• Exercise goal:
Scan the data, and whenever a line contains "Deserialize", copy it.

• Supplied entries:
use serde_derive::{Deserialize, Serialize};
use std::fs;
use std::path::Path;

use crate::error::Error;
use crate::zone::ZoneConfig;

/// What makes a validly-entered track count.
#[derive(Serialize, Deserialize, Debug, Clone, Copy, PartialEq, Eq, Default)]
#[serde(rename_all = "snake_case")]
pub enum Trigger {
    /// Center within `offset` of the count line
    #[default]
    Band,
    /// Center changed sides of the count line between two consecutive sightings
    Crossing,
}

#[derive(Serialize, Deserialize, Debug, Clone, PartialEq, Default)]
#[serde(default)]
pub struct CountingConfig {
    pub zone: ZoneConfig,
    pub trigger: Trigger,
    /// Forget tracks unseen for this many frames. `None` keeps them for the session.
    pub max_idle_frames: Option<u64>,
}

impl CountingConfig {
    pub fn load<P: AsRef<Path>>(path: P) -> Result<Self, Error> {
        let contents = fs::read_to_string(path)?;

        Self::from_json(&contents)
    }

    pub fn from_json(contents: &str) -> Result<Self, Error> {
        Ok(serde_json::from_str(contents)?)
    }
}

...

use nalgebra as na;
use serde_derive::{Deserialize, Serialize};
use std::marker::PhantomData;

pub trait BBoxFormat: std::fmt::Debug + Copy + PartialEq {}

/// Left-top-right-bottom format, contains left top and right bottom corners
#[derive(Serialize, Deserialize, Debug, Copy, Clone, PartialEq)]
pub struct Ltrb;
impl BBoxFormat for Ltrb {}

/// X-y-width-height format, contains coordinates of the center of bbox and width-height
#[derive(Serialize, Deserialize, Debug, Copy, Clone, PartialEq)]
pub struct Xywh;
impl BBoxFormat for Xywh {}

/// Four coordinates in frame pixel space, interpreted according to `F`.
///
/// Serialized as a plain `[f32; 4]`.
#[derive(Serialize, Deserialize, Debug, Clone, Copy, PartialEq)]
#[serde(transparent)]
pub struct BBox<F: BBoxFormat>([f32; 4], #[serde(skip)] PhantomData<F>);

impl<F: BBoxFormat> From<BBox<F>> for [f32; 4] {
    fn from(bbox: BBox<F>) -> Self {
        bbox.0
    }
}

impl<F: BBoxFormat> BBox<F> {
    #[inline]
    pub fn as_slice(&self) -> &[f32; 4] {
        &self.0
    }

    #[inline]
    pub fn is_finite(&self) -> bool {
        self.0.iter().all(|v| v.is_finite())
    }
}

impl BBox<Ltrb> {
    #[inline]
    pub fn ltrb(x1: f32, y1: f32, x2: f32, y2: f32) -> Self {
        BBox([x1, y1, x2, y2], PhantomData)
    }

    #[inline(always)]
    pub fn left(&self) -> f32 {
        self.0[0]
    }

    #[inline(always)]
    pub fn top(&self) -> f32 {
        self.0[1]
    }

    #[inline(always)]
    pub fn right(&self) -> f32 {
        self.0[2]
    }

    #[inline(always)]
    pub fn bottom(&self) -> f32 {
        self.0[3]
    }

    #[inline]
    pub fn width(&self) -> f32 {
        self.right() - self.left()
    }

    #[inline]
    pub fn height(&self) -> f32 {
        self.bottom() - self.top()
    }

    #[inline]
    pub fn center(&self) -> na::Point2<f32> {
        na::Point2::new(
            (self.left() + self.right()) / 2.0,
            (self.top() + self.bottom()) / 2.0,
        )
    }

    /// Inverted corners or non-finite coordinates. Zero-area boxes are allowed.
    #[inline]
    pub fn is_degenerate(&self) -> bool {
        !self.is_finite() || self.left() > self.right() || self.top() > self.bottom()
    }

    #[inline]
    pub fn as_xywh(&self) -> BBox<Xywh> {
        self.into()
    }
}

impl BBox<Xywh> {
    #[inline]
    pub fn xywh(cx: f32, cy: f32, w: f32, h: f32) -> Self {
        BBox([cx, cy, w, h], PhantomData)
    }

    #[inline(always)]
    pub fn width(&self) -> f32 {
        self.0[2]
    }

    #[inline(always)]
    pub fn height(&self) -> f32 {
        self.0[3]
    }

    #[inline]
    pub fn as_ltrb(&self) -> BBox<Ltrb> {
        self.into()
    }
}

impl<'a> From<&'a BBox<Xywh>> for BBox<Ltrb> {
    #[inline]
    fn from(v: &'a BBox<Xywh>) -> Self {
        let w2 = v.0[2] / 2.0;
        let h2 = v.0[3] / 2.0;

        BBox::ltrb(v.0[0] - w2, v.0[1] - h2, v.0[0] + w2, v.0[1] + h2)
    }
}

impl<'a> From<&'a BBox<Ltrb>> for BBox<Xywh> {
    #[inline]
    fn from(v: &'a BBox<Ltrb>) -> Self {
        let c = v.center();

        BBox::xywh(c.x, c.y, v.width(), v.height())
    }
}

• Exercise answer:
use serde_derive::{Deserialize, Serialize};
#[derive(Serialize, Deserialize, Debug, Clone, Copy, PartialEq, Eq, Default)]
#[derive(Serialize, Deserialize, Debug, Clone, PartialEq, Default)]
use serde_derive::{Deserialize, Serialize};
#[derive(Serialize, Deserialize, Debug, Copy, Clone, PartialEq)]
#[derive(Serialize, Deserialize, Debug, Copy, Clone, PartialEq)]
#[derive(Serialize, Deserialize, Debug, Clone, Copy, PartialEq)]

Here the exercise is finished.